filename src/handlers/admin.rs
//! Admin view handlers: index, list, schema, create, details, edit, delete, inline edit, relation lookup.

use crate::config::{Action, ColumnKind, ColumnPath, FormFieldKind, ListColumn, ResolvedEntity};
use crate::error::AppError;
use crate::extractors::AdminView;
use crate::format::display_map;
use crate::response::{success_many, success_one, success_one_ok, success_page, ListMeta};
use crate::service::{CrudService, FormValidator};
use crate::sql::ListQuery;
use crate::state::AppState;
use axum::{
    extract::{Query, State},
    http::StatusCode,
    Json,
};
use serde::Deserialize;
use serde_json::{json, Map, Value};
use std::collections::HashMap;

/// Query prefix for exact-match list filters (`flt_supplier_id=3`).
pub const FILTER_PREFIX: &str = "flt_";

/// Rows returned by one relation lookup.
pub const LOOKUP_LIMIT: u32 = 10;

fn parse_id(params: &HashMap<String, String>) -> Result<i64, AppError> {
    let raw = params.get("id").ok_or_else(|| AppError::BadRequest("missing id".into()))?;
    raw.trim().parse().map_err(|_| AppError::BadRequest("invalid id".into()))
}

fn body_to_map(value: Value) -> Result<Map<String, Value>, AppError> {
    match value {
        Value::Object(m) => Ok(m),
        _ => Err(AppError::BadRequest("body must be a JSON object".into())),
    }
}

fn require(admin: &AdminView, action: Action) -> Result<(), AppError> {
    let view = admin.view();
    if view.allows(action) {
        return Ok(());
    }
    tracing::warn!(view = %view.path_segment, action = action.as_str(), "action disallowed");
    Err(AppError::ActionDisallowed(format!("{} on {}", action.as_str(), view.name)))
}

fn query_value_for_column(entity: &ResolvedEntity, col: &str, s: &str) -> Value {
    let kind = entity.column(col).map(|c| c.kind);
    match kind {
        Some(ColumnKind::Integer) => {
            if let Ok(n) = s.parse::<i64>() {
                return Value::from(n);
            }
        }
        Some(ColumnKind::Real) => {
            if let Ok(f) = s.parse::<f64>() {
                return Value::from(f);
            }
        }
        Some(ColumnKind::Boolean) => {
            if s.eq_ignore_ascii_case("true") || s == "1" {
                return Value::Bool(true);
            }
            if s.eq_ignore_ascii_case("false") || s == "0" {
                return Value::Bool(false);
            }
        }
        _ => {}
    }
    Value::String(s.to_string())
}

fn path_string(path: &ColumnPath) -> String {
    match path {
        ColumnPath::Column(c) => c.clone(),
        ColumnPath::ToOne { relation, column } | ColumnPath::ManyToMany { relation, column } => {
            format!("{}.{}", relation, column)
        }
    }
}

pub async fn index(State(state): State<AppState>) -> Result<impl axum::response::IntoResponse, AppError> {
    let views: Vec<Value> = state
        .model
        .views
        .iter()
        .map(|v| {
            json!({
                "name": v.name,
                "path": v.path_segment,
                "url": format!("/admin/{}/", v.path_segment),
            })
        })
        .collect();
    Ok(success_one_ok(json!({
        "name": state.settings.admin_name(),
        "views": views,
    })))
}

pub async fn list(
    State(state): State<AppState>,
    admin: AdminView,
    Query(params): Query<HashMap<String, String>>,
) -> Result<impl axum::response::IntoResponse, AppError> {
    let view = admin.view();
    let entity = admin.entity()?;

    let mut page: u32 = 0;
    let mut list = ListQuery {
        limit: view.page_size,
        ..Default::default()
    };
    for (k, v) in params {
        match k.as_str() {
            "page" => {
                page = v.parse().map_err(|_| AppError::BadRequest("invalid page".into()))?;
            }
            "search" => {
                list.search = Some(v).filter(|s| !s.trim().is_empty());
            }
            "sort" => list.sort = Some(v),
            "desc" => list.desc = matches!(v.as_str(), "1" | "true"),
            _ => {
                if let Some(col) = k.strip_prefix(FILTER_PREFIX) {
                    if entity.column(col).is_some() {
                        let val = query_value_for_column(entity, col, &v);
                        list.filters.push((col.to_string(), val));
                    }
                }
            }
        }
    }
    list.filters.sort_by(|a, b| a.0.cmp(&b.0));
    list.offset = page.saturating_mul(view.page_size);

    let result = CrudService::list(&state.pool, admin.model(), view, entity, &list).await?;
    let rows: Vec<Value> = result
        .rows
        .into_iter()
        .map(|mut row| {
            let display = display_map(view, &row);
            if let Value::Object(m) = &mut row {
                m.insert("display".into(), Value::Object(display));
            }
            row
        })
        .collect();
    let meta = ListMeta::new(rows.len(), result.total, page, view.page_size);
    Ok(success_page(rows, meta))
}

pub async fn schema(admin: AdminView) -> Result<impl axum::response::IntoResponse, AppError> {
    let view = admin.view();
    let list_columns: Vec<Value> = view
        .list_columns
        .iter()
        .map(|c| {
            let kind = match c {
                ListColumn::Scalar(_) => "scalar",
                ListColumn::ToOne(_) => "to_one",
                ListColumn::ManyToMany(_) => "many_to_many",
            };
            json!({ "name": c.name(), "kind": kind })
        })
        .collect();
    let actions: Map<String, Value> = [Action::Create, Action::Edit, Action::Delete]
        .into_iter()
        .map(|a| (a.as_str().to_string(), Value::Bool(view.allows(a))))
        .collect();
    Ok(success_one_ok(json!({
        "name": view.name,
        "path": view.path_segment,
        "list_columns": list_columns,
        "searchable": view.searchable.iter().map(path_string).collect::<Vec<_>>(),
        "form_fields": view.form_fields,
        "editable": view.editable,
        "formatters": view.formatters,
        "actions": actions,
        "page_size": view.page_size,
    })))
}

pub async fn create(
    State(state): State<AppState>,
    admin: AdminView,
    Json(body): Json<Value>,
) -> Result<impl axum::response::IntoResponse, AppError> {
    require(&admin, Action::Create)?;
    let entity = admin.entity()?;
    let body = body_to_map(body)?;
    let form = FormValidator::validate(admin.view(), entity, &body)?;
    let row = CrudService::create(&state.pool, admin.model(), entity, &form).await?;
    Ok(success_one(row))
}

pub async fn details(
    State(state): State<AppState>,
    admin: AdminView,
    Query(params): Query<HashMap<String, String>>,
) -> Result<impl axum::response::IntoResponse, AppError> {
    let entity = admin.entity()?;
    let id = parse_id(&params)?;
    let row = CrudService::details(&state.pool, admin.model(), entity, id)
        .await?
        .ok_or_else(|| AppError::NotFound(format!("{} {}", admin.view().name, id)))?;
    Ok(success_one_ok(row))
}

pub async fn edit(
    State(state): State<AppState>,
    admin: AdminView,
    Query(params): Query<HashMap<String, String>>,
    Json(body): Json<Value>,
) -> Result<impl axum::response::IntoResponse, AppError> {
    require(&admin, Action::Edit)?;
    let entity = admin.entity()?;
    let id = parse_id(&params)?;
    let body = body_to_map(body)?;
    let form = FormValidator::validate_partial(admin.view(), entity, &body)?;
    let row = CrudService::update(&state.pool, admin.model(), entity, id, &form).await?;
    Ok(success_one_ok(row))
}

pub async fn delete(
    State(state): State<AppState>,
    admin: AdminView,
    Query(params): Query<HashMap<String, String>>,
) -> Result<impl axum::response::IntoResponse, AppError> {
    require(&admin, Action::Delete)?;
    let entity = admin.entity()?;
    let id = parse_id(&params)?;
    CrudService::delete(&state.pool, entity, id).await?;
    Ok(StatusCode::NO_CONTENT)
}

#[derive(Debug, Deserialize)]
pub struct InlineEdit {
    pub id: i64,
    pub column: String,
    #[serde(default)]
    pub value: Value,
}

/// Set one `column_editable_list` column of one row.
pub async fn ajax_update(
    State(state): State<AppState>,
    admin: AdminView,
    Json(edit): Json<InlineEdit>,
) -> Result<impl axum::response::IntoResponse, AppError> {
    require(&admin, Action::Edit)?;
    let view = admin.view();
    let entity = admin.entity()?;
    if !view.editable.iter().any(|c| *c == edit.column) {
        return Err(AppError::BadRequest(format!("{} is not editable", edit.column)));
    }
    let mut body = Map::new();
    body.insert(edit.column, edit.value);
    let form = FormValidator::validate_partial(view, entity, &body)?;
    let row = CrudService::update(&state.pool, admin.model(), entity, edit.id, &form).await?;
    Ok(success_one_ok(row))
}

/// Choices for a relation form field: `name` is the field, `query` filters labels.
pub async fn ajax_lookup(
    State(state): State<AppState>,
    admin: AdminView,
    Query(params): Query<HashMap<String, String>>,
) -> Result<impl axum::response::IntoResponse, AppError> {
    let view = admin.view();
    let name = params
        .get("name")
        .ok_or_else(|| AppError::BadRequest("missing name".into()))?;
    let related_id = match view.form_field(name).map(|f| &f.kind) {
        Some(FormFieldKind::ToOne { related, .. } | FormFieldKind::ManyToMany { related }) => related,
        _ => return Err(AppError::BadRequest(format!("{} is not a relation field", name))),
    };
    let related = admin
        .model()
        .entity(related_id)
        .ok_or_else(|| AppError::NotFound(format!("entity {}", related_id)))?;
    let choices = CrudService::choices(
        &state.pool,
        admin.model(),
        related,
        params.get("query").map(String::as_str),
        LOOKUP_LIMIT,
    )
    .await?;
    Ok(success_many(choices))
}
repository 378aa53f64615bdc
//! Inventory admin server.
//!
//! Run from repo root: `cargo run -p admin-server`

use inventory_admin::{app, AppState, Settings};
use tokio::net::TcpListener;
use tracing_subscriber::EnvFilter;

#[tokio::main]
async fn main() -> Result<(), Box<dyn std::error::Error>> {
    dotenvy::dotenv().ok();
    let settings = Settings::from_env()?;

    let mut filter = EnvFilter::try_from_default_env()
        .unwrap_or_else(|_| EnvFilter::new("inventory_admin=info,admin_server=info,tower_http=info"));
    for directive in settings.log_directives() {
        filter = filter.add_directive(directive.parse()?);
    }
    tracing_subscriber::fmt().with_env_filter(filter).init();

    let bind_addr = settings.bind_addr;
    let admin_name = settings.admin_name();
    let state = AppState::init(settings).await?;
    let app = app(state);

    let listener = TcpListener::bind(bind_addr).await?;
    tracing::info!("{} listening on http://{}", admin_name, listener.local_addr()?);
    axum::serve(listener, app).await?;
    Ok(())
}
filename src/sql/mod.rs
//! Safe SQL builder: identifiers from config only, values as parameters.

mod builder;
pub mod params;
pub use builder::*;
pub(crate) use builder::quoted;
pub use params::*;
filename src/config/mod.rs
pub mod types;
pub mod loader;
pub mod validator;
pub mod resolved;

pub use types::*;
pub use loader::*;
pub use validator::*;
pub use resolved::*;
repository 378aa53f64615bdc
//! Report handlers.

use crate::error::AppError;
use crate::format::format_currency;
use crate::report::profits_from_sales;
use crate::response::success_one_ok;
use crate::state::AppState;
use axum::{extract::State, http::StatusCode};
use serde_json::json;

/// Reports index; there is nothing to list yet.
pub async fn reports() -> StatusCode {
    StatusCode::NO_CONTENT
}

pub async fn profit(State(state): State<AppState>) -> Result<impl axum::response::IntoResponse, AppError> {
    let tally = profits_from_sales(&state.pool).await?;
    Ok(success_one_ok(json!({
        "total": tally.total,
        "count": tally.count,
        "total_display": format_currency(tally.total),
    })))
}
#[cfg(test)]
mod tests {
    use super::*;
    use crate::config::{inventory_config, resolve};
    use serde_json::json;

    fn model() -> ResolvedModel {
        resolve(&inventory_config().unwrap()).unwrap()
    }

    #[test]
    fn search_terms_are_anded_and_paths_ored() {
        let m = model();
        let view = m.view_by_path("product").unwrap();
        let entity = m.entity("product").unwrap();
        let list = ListQuery {
            search: Some("acme  bolt".into()),
            limit: 100,
            ..Default::default()
        };
        let q = select_list(&m, view, entity, &list);
        assert_eq!(q.params, vec![json!("%acme%"), json!("%bolt%")]);
        assert!(q.sql.contains("CAST(main.\"name\" AS TEXT) LIKE ?1"));
        assert!(q.sql.contains("FROM \"supplier\" s WHERE s.\"id\" = main.\"supplier_id\""));
        assert!(q.sql.contains("FROM \"product_tags\" sj JOIN \"tag\" s"));
        assert!(q.sql.contains(") AND ("));
        assert!(q.sql.ends_with("ORDER BY main.\"id\" LIMIT 100 OFFSET 0"));
    }

    #[test]
    fn like_wildcards_in_terms_are_escaped() {
        assert_eq!(like_pattern("50%_off"), "%50\\%\\_off%");
    }

    #[test]
    fn list_shape_follows_list_columns() {
        let m = model();
        let view = m.view_by_path("sale").unwrap();
        let entity = m.entity("sale").unwrap();
        let q = select_list(&m, view, entity, &ListQuery { limit: 20, ..Default::default() });
        let names: Vec<_> = q.shape.iter().map(|c| c.name.as_str()).collect();
        assert_eq!(names, ["id", "quantity", "date", "product", "staff", "sold_price"]);
        assert_eq!(q.shape[3].cell, CellKind::Label);
        assert!(q.params.is_empty());
    }

    #[test]
    fn sort_by_relation_orders_by_label() {
        let m = model();
        let view = m.view_by_path("product").unwrap();
        let entity = m.entity("product").unwrap();
        let list = ListQuery {
            sort: Some("supplier".into()),
            desc: true,
            limit: 10,
            ..Default::default()
        };
        let q = select_list(&m, view, entity, &list);
        assert!(q.sql.contains("ORDER BY (SELECT o.\"name\" FROM \"supplier\" o WHERE o.\"id\" = main.\"supplier_id\") DESC, main.\"id\""));
    }

    #[test]
    fn unknown_sort_and_filter_columns_are_ignored() {
        let m = model();
        let view = m.view_by_path("tag").unwrap();
        let entity = m.entity("tag").unwrap();
        let list = ListQuery {
            sort: Some("nope".into()),
            filters: vec![("nope".into(), json!(1)), ("name".into(), json!("red"))],
            limit: 5,
            ..Default::default()
        };
        let q = select_list(&m, view, entity, &list);
        assert_eq!(q.params, vec![json!("red")]);
        assert!(q.sql.contains("WHERE main.\"name\" = ?1 ORDER BY main.\"id\""));
    }

    #[test]
    fn sale_label_goes_through_product() {
        let m = model();
        let sale = m.entity("sale").unwrap();
        assert_eq!(
            label_expr(&m, sale, "x"),
            "(SELECT x_l.\"fullname\" FROM \"product\" x_l WHERE x_l.\"id\" = x.\"product_id\")"
        );
    }

    #[test]
    fn insert_without_values_uses_defaults() {
        let m = model();
        let tag = m.entity("tag").unwrap();
        assert_eq!(insert(tag, &[]).sql, "INSERT INTO \"tag\" DEFAULT VALUES RETURNING \"id\"");
        let q = insert(tag, &[("name".into(), json!("red"))]);
        assert_eq!(q.sql, "INSERT INTO \"tag\" (\"name\") VALUES (?1) RETURNING \"id\"");
    }

    #[test]
    fn update_never_sets_primary_key() {
        let m = model();
        let tag = m.entity("tag").unwrap();
        let q = update(tag, 7, &[("id".into(), json!(9)), ("name".into(), json!("blue"))]);
        assert_eq!(q.sql, "UPDATE \"tag\" SET \"name\" = ?1 WHERE \"id\" = ?2");
        assert_eq!(q.params, vec![json!("blue"), json!(7)]);
    }
}
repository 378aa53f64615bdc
//! Runtime settings from environment variables (`.env` is loaded by the binary via dotenvy).

use crate::error::ConfigError;
use std::net::SocketAddr;
use std::path::PathBuf;

pub const DEFAULT_DATABASE_URL: &str = "sqlite://inventory.db";
pub const DEFAULT_BIND_ADDR: &str = "127.0.0.1:5000";
pub const DEFAULT_MAX_CONNECTIONS: u32 = 5;

/// Log targets that emit SQL statements at debug level.
pub const SQL_LOG_TARGETS: &[&str] = &[
    "inventory_admin::migration",
    "inventory_admin::service",
    "inventory_admin::report",
];

#[derive(Clone, Debug, PartialEq)]
pub struct Settings {
    pub database_url: String,
    pub org_name: String,
    pub app_title: String,
    /// Log every SQL statement at debug level.
    pub sql_logging: bool,
    pub bind_addr: SocketAddr,
    /// JSON config replacing the embedded inventory schema.
    pub config_path: Option<PathBuf>,
    pub max_connections: u32,
}

impl Settings {
    pub fn from_env() -> Result<Self, ConfigError> {
        Self::from_lookup(|key| std::env::var(key).ok())
    }

    /// Build settings from any key lookup; unset and blank values take defaults.
    pub fn from_lookup<F>(lookup: F) -> Result<Self, ConfigError>
    where
        F: Fn(&str) -> Option<String>,
    {
        let get = |key: &str| lookup(key).map(|v| v.trim().to_string()).filter(|v| !v.is_empty());

        let bind = get("BIND_ADDR").unwrap_or_else(|| DEFAULT_BIND_ADDR.to_string());
        let bind_addr = bind
            .parse()
            .map_err(|e| ConfigError::Load(format!("BIND_ADDR '{}': {}", bind, e)))?;
        let max_connections = match get("DB_MAX_CONNECTIONS") {
            Some(v) => v
                .parse::<u32>()
                .ok()
                .filter(|n| *n > 0)
                .ok_or_else(|| ConfigError::Load(format!("DB_MAX_CONNECTIONS '{}' is not a positive integer", v)))?,
            None => DEFAULT_MAX_CONNECTIONS,
        };

        Ok(Settings {
            database_url: get("DATABASE_URL").unwrap_or_else(|| DEFAULT_DATABASE_URL.to_string()),
            org_name: get("ORG_NAME").unwrap_or_else(|| "Inventory".to_string()),
            app_title: get("APP_TITLE").unwrap_or_else(|| "Admin".to_string()),
            sql_logging: get("SQL_LOGGING").map(|v| parse_flag(&v)).unwrap_or(false),
            bind_addr,
            config_path: get("CONFIG_PATH").map(PathBuf::from),
            max_connections,
        })
    }

    /// Title shown on the admin index.
    pub fn admin_name(&self) -> String {
        format!("{} | {}", self.org_name, self.app_title)
    }

    /// Extra log filter directives; empty unless `SQL_LOGGING` is on.
    pub fn log_directives(&self) -> Vec<String> {
        if !self.sql_logging {
            return Vec::new();
        }
        SQL_LOG_TARGETS.iter().map(|t| format!("{}=debug", t)).collect()
    }
}

impl Default for Settings {
    fn default() -> Self {
        Settings {
            database_url: DEFAULT_DATABASE_URL.to_string(),
            org_name: "Inventory".to_string(),
            app_title: "Admin".to_string(),
            sql_logging: false,
            bind_addr: SocketAddr::from(([127, 0, 0, 1], 5000)),
            config_path: None,
            max_connections: DEFAULT_MAX_CONNECTIONS,
        }
    }
}

fn parse_flag(v: &str) -> bool {
    matches!(v.to_ascii_lowercase().as_str(), "1" | "true" | "yes" | "on")
}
-*-
EXERCISE DIRECTIONS: Repeat only the lines above, from the first line of the entries through the line that contains "tracing::warn!(view = %view.path_segment, action", including both ends.

RESULT:
filename src/handlers/admin.rs
//! Admin view handlers: index, list, schema, create, details, edit, delete, inline edit, relation lookup.

use crate::config::{Action, ColumnKind, ColumnPath, FormFieldKind, ListColumn, ResolvedEntity};
use crate::error::AppError;
use crate::extractors::AdminView;
use crate::format::display_map;
use crate::response::{success_many, success_one, success_one_ok, success_page, ListMeta};
use crate::service::{CrudService, FormValidator};
use crate::sql::ListQuery;
use crate::state::AppState;
use axum::{
    extract::{Query, State},
    http::StatusCode,
    Json,
};
use serde::Deserialize;
use serde_json::{json, Map, Value};
use std::collections::HashMap;

/// Query prefix for exact-match list filters (`flt_supplier_id=3`).
pub const FILTER_PREFIX: &str = "flt_";

/// Rows returned by one relation lookup.
pub const LOOKUP_LIMIT: u32 = 10;

fn parse_id(params: &HashMap<String, String>) -> Result<i64, AppError> {
    let raw = params.get("id").ok_or_else(|| AppError::BadRequest("missing id".into()))?;
    raw.trim().parse().map_err(|_| AppError::BadRequest("invalid id".into()))
}

fn body_to_map(value: Value) -> Result<Map<String, Value>, AppError> {
    match value {
        Value::Object(m) => Ok(m),
        _ => Err(AppError::BadRequest("body must be a JSON object".into())),
    }
}

fn require(admin: &AdminView, action: Action) -> Result<(), AppError> {
    let view = admin.view();
    if view.allows(action) {
        return Ok(());
    }
    tracing::warn!(view = %view.path_segment, action = action.as_str(), "action disallowed");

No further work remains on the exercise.